## Records for this task:

****************

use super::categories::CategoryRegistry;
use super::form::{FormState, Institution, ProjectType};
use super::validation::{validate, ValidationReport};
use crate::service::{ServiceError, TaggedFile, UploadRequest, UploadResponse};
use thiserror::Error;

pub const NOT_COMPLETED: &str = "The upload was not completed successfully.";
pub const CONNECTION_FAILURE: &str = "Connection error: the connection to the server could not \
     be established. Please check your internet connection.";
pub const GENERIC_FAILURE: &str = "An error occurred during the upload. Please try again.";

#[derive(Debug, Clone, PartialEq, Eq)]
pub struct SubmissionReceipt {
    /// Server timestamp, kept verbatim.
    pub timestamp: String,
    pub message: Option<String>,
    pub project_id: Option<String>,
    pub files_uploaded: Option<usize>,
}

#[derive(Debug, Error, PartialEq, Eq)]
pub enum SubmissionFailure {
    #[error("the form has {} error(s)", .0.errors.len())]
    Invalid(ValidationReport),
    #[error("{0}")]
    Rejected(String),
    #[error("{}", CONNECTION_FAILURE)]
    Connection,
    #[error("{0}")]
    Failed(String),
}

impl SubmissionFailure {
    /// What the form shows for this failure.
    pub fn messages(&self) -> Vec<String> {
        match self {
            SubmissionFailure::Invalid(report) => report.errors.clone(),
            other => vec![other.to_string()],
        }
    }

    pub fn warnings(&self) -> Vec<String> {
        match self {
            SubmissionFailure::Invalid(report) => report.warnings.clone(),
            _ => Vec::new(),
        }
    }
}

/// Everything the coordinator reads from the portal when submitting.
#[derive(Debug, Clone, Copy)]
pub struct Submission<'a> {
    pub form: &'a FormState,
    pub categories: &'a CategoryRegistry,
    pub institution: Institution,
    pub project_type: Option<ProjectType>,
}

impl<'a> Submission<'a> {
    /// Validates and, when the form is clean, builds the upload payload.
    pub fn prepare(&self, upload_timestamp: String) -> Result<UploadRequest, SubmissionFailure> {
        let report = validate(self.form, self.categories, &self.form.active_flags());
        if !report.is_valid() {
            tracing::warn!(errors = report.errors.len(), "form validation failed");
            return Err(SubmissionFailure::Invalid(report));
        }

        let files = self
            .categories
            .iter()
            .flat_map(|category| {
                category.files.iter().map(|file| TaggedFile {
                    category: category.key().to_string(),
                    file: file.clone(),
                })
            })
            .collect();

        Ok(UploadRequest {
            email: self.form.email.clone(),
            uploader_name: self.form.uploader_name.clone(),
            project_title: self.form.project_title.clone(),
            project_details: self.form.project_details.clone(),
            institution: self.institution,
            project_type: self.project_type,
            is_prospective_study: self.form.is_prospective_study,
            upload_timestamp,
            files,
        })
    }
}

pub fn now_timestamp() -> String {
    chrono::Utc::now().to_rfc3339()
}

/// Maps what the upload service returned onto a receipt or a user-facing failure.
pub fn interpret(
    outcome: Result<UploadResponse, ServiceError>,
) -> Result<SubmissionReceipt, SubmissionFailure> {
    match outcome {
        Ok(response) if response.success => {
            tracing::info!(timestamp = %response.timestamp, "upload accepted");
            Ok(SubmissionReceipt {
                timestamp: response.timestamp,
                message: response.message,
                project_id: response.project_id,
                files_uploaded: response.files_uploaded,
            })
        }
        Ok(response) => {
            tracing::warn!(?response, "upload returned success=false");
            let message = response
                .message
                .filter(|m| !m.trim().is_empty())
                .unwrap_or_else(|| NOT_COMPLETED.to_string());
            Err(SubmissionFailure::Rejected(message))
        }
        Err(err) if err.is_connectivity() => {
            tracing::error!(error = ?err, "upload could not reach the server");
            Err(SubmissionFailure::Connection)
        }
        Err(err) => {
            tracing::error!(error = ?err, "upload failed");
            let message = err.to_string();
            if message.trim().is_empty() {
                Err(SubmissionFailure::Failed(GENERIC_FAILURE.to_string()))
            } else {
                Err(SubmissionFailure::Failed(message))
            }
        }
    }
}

****************

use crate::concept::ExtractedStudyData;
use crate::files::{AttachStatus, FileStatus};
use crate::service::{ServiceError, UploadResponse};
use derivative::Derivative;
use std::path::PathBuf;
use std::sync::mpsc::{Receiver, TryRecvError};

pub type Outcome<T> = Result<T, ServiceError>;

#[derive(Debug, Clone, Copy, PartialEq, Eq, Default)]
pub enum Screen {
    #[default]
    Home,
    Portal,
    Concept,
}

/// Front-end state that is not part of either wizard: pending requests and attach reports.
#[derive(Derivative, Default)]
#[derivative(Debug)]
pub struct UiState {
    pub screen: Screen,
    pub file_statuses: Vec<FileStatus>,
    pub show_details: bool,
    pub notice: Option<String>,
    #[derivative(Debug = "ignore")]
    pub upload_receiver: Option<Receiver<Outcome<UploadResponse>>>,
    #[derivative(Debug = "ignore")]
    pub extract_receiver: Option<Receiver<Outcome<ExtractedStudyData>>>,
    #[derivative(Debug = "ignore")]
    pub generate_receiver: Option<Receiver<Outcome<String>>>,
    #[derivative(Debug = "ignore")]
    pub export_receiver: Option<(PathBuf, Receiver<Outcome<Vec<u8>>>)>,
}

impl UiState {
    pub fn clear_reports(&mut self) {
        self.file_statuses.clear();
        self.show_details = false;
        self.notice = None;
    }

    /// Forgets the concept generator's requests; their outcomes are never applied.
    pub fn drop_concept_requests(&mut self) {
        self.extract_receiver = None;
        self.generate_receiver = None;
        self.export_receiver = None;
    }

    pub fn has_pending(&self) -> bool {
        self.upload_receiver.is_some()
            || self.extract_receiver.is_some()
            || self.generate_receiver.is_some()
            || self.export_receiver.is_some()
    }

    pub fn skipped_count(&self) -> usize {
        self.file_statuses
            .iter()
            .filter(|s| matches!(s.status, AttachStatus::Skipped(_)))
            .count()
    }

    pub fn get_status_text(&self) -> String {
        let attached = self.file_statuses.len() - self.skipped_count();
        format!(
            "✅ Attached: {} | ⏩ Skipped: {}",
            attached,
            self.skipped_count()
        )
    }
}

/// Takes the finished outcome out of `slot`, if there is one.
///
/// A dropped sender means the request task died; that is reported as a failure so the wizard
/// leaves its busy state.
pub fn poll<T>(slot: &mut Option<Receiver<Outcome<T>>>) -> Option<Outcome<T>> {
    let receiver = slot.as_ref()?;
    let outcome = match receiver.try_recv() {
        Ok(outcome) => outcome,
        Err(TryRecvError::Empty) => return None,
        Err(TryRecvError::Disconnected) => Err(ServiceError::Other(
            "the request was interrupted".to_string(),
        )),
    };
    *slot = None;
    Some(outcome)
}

****************

## Your goal:
In the material above, how many lines include the word "categories"? Answer with the number only.

## Your solution:
4